Op het eerste gezicht lijkt het aantrekkelijk dat een burger zich in alle situaties met één identiteitsbewijs kan identificeren. In de eerste plaats is aan de ontwikkeling van een nieuw bewijs en de schaal waarop dat moet worden verstrekt (namelijk aan alle burgers boven de twaalf jaar) een eigen problematiek verbonden. Voor de uitgifte van een nieuwe kaart zal moeten worden gecontroleerd of degene die het identiteitsbewijs komt ophalen, degene is die hij opgeeft te zijn. In de tweede plaats kan een nieuw identiteitsbewijs slechts een aanvulling op de bestaande documenten betekenen. Deze verliezen immers niet hun functie. Bestuurders van motorrijtuigen zullen desgevorderd hun rijbewijs ter inzage moeten afgeven; bij grensoverschrijding blijft het paspoort nodig en vreemdelingen zullen desgevraagd hun verblijfsstatus moeten kunnen aantonen. Een vereenvoudiging of vervanging betekent invoering van een algemeen identiteitsbewijs niet.
Voor de burger behoeft het verschil in bestaande identiteitsbewijzen geen extra verwarring of belasting op te leveren: hij kan zich in de meeste situaties met zijn paspoort of Europese identiteitskaart identificeren; voor vreemdelingen gelden de vreemdelingenrechtelijke bepalingen en documenten. Een toegevoegde waarde in de zin dat invoering van een nieuw identiteitsbewijs zou leiden tot verbetering van controlemogelijkheden of gebruiksgemak voor de burger, acht ik niet aanwezig. De burger wordt alleen verplicht tot het bij zich dragen van een extra document, dat niet kosteloos kan worden verstrekt. Daarnaast blijft de verplichting om in bepaalde situaties nog andere documenten te tonen.

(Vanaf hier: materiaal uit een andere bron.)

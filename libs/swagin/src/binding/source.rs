//! Flat request sources (headers, query string, cookies, path parameters) and
//! the shape-directed coercion of their string values.

use std::collections::HashMap;

use axum::extract::{FromRequestParts, RawPathParams};
use axum::http::{header, request::Parts, HeaderMap};
use serde_json::{Map, Number, Value};

use crate::error::BindError;
use crate::model::Part;
use crate::shape::TypeShape;

/// Raw values of one request part keyed by source name, in arrival order.
#[derive(Debug, Default)]
pub(crate) struct SourceMap {
    values: HashMap<String, Vec<String>>,
    fold_case: bool,
}

impl SourceMap {
    fn case_insensitive() -> Self {
        Self {
            values: HashMap::new(),
            fold_case: true,
        }
    }

    pub(crate) fn push(&mut self, key: &str, value: impl Into<String>) {
        let key = if self.fold_case {
            key.to_ascii_lowercase()
        } else {
            key.to_owned()
        };
        self.values.entry(key).or_default().push(value.into());
    }

    pub(crate) fn get(&self, key: &str) -> Option<&[String]> {
        let found = if self.fold_case {
            self.values.get(&key.to_ascii_lowercase())
        } else {
            self.values.get(key)
        };
        found.map(Vec::as_slice)
    }
}

pub(crate) fn headers(headers: &HeaderMap) -> SourceMap {
    let mut map = SourceMap::case_insensitive();
    for (name, value) in headers {
        map.push(name.as_str(), String::from_utf8_lossy(value.as_bytes()));
    }
    map
}

pub(crate) fn query(query: Option<&str>) -> SourceMap {
    pairs(query.unwrap_or_default().as_bytes())
}

/// `application/x-www-form-urlencoded` pairs.
pub(crate) fn pairs(raw: &[u8]) -> SourceMap {
    let mut map = SourceMap::default();
    for (key, value) in form_urlencoded::parse(raw) {
        map.push(&key, value);
    }
    map
}

pub(crate) fn cookies(headers: &HeaderMap) -> SourceMap {
    let mut map = SourceMap::default();
    for value in headers.get_all(header::COOKIE) {
        let Ok(raw) = value.to_str() else {
            continue;
        };
        for pair in raw.split(';') {
            if let Some((name, value)) = pair.trim().split_once('=') {
                map.push(name.trim(), value.trim().trim_matches('"'));
            }
        }
    }
    map
}

/// Path parameters captured by the router. A route without captures yields
/// an empty map.
pub(crate) async fn path_params(parts: &mut Parts) -> SourceMap {
    let mut map = SourceMap::default();
    if let Ok(params) = RawPathParams::from_request_parts(parts, &()).await {
        for (key, value) in params.iter() {
            map.push(key, value);
        }
    }
    map
}

/// Builds the JSON object for a flat part: each field tagged for the part is
/// looked up by its tag name and stored under its serde name. Cookies fall
/// back to the field name when the `cookie` tag is absent.
pub(crate) fn decode(part: Part, shape: &TypeShape, source: &SourceMap) -> Result<Value, BindError> {
    let Some(shape) = shape.as_struct() else {
        return Err(BindError::Decode {
            part,
            message: "parameter parts must be described as structs".into(),
        });
    };

    let mut object = Map::new();
    for field in shape.fields() {
        let tags = field.tags().map_err(|source| BindError::Tags {
            part,
            field: field.name().to_owned(),
            source,
        })?;
        let key = match tags.name(part.tag_key()) {
            Some(key) => key,
            None if part == Part::Cookie => field.name(),
            None => continue,
        };
        let Some(values) = source.get(key) else {
            continue;
        };
        let value = coerce_all(&field.shape(), values).map_err(|message| {
            BindError::InvalidValue {
                part,
                field: key.to_owned(),
                message,
            }
        })?;
        object.insert(field.name().to_owned(), value);
    }
    Ok(Value::Object(object))
}

/// Scalars take the first value; arrays take every value.
pub(crate) fn coerce_all(shape: &TypeShape, values: &[String]) -> Result<Value, String> {
    match shape {
        TypeShape::Array(inner) => values
            .iter()
            .map(|v| coerce(inner, v))
            .collect::<Result<Vec<_>, _>>()
            .map(Value::Array),
        _ => match values.first() {
            Some(first) => coerce(shape, first),
            None => Ok(Value::Null),
        },
    }
}

pub(crate) fn coerce(shape: &TypeShape, raw: &str) -> Result<Value, String> {
    match shape {
        TypeShape::Int | TypeShape::Int32 | TypeShape::Int64 => raw
            .trim()
            .parse::<i64>()
            .map(Value::from)
            .map_err(|e| format!("`{raw}` is not an integer: {e}")),
        TypeShape::UInt | TypeShape::UInt32 | TypeShape::UInt64 => raw
            .trim()
            .parse::<u64>()
            .map(Value::from)
            .map_err(|e| format!("`{raw}` is not an unsigned integer: {e}")),
        TypeShape::Float => raw
            .trim()
            .parse::<f64>()
            .ok()
            .and_then(Number::from_f64)
            .map(Value::Number)
            .ok_or_else(|| format!("`{raw}` is not a number")),
        TypeShape::Bool => parse_bool(raw)
            .map(Value::Bool)
            .ok_or_else(|| format!("`{raw}` is not a boolean")),
        TypeShape::String | TypeShape::DateTime | TypeShape::Bytes | TypeShape::Any => {
            Ok(Value::String(raw.to_owned()))
        }
        TypeShape::Array(inner) => coerce(inner, raw).map(|v| Value::Array(vec![v])),
        TypeShape::Map(_) | TypeShape::Struct(_) => {
            serde_json::from_str(raw).map_err(|e| format!("`{raw}` is not a JSON object: {e}"))
        }
        TypeShape::File => Err("files are only accepted in multipart bodies".into()),
    }
}

fn parse_bool(raw: &str) -> Option<bool> {
    match raw.trim().to_ascii_lowercase().as_str() {
        "true" | "t" | "1" | "yes" | "on" => Some(true),
        "false" | "f" | "0" | "no" | "off" | "" => Some(false),
        _ => None,
    }
}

Bij invoering van een algemene identificatieplicht wordt afstand genomen van het idee dat de identificatieplicht dienstbaar moet zijn aan de handhaving van bepaalde wetten. Met het opnemen van partiële identificatieplichten is een specifieke doelbinding beoogd. Gelet op de uiteenlopende doeleinden die met de verschillende identificatieplichten gediend worden, is het gewenst dat steeds per regeling wordt afgewogen waarom een identificatieplicht noodzakelijk is en welke risico’s aanvaardbaar zijn te achten door het accepteren van andere documenten dan de algemeen erkende identiteitsbewijzen. Zij zijn situationeel en functioneel bepaald.
Aan de politie wordt bij een algemene identificatieplicht de bevoegdheid toegekend om zonder concrete aanleiding naar iemands identiteit te vragen; de burger is verplicht daartoe een identiteitsbewijs te tonen. De invoering van een algemene identificatieplicht wordt duidelijker merkbaar indien deze leidt tot afzonderlijke controle op de naleving en niet meer in relatie staat tot een bepaald doel. De wijze waarop die controle wordt uitgeoefend is in belangrijke mate bepalend voor de acceptatie daarvan.
Het handhavingsniveau van de verschillende wetten waarbij een identificatieplicht is gevestigd, kan worden verhoogd door het intensiever benutten van de reeds bestaande controlemogelijkheden; daarvoor is niet noodzakelijk dat de omvang van het aantal te controleren personen wordt uitgebreid. Afzonderlijke regelgeving zal moeten blijven bestaan met het oog op de controle op identiteit die niet aan de overheid, maar aan particulieren (werkgevers, ziektenkostenverzekeraars, notarissen, banken e.d.) is opgedragen.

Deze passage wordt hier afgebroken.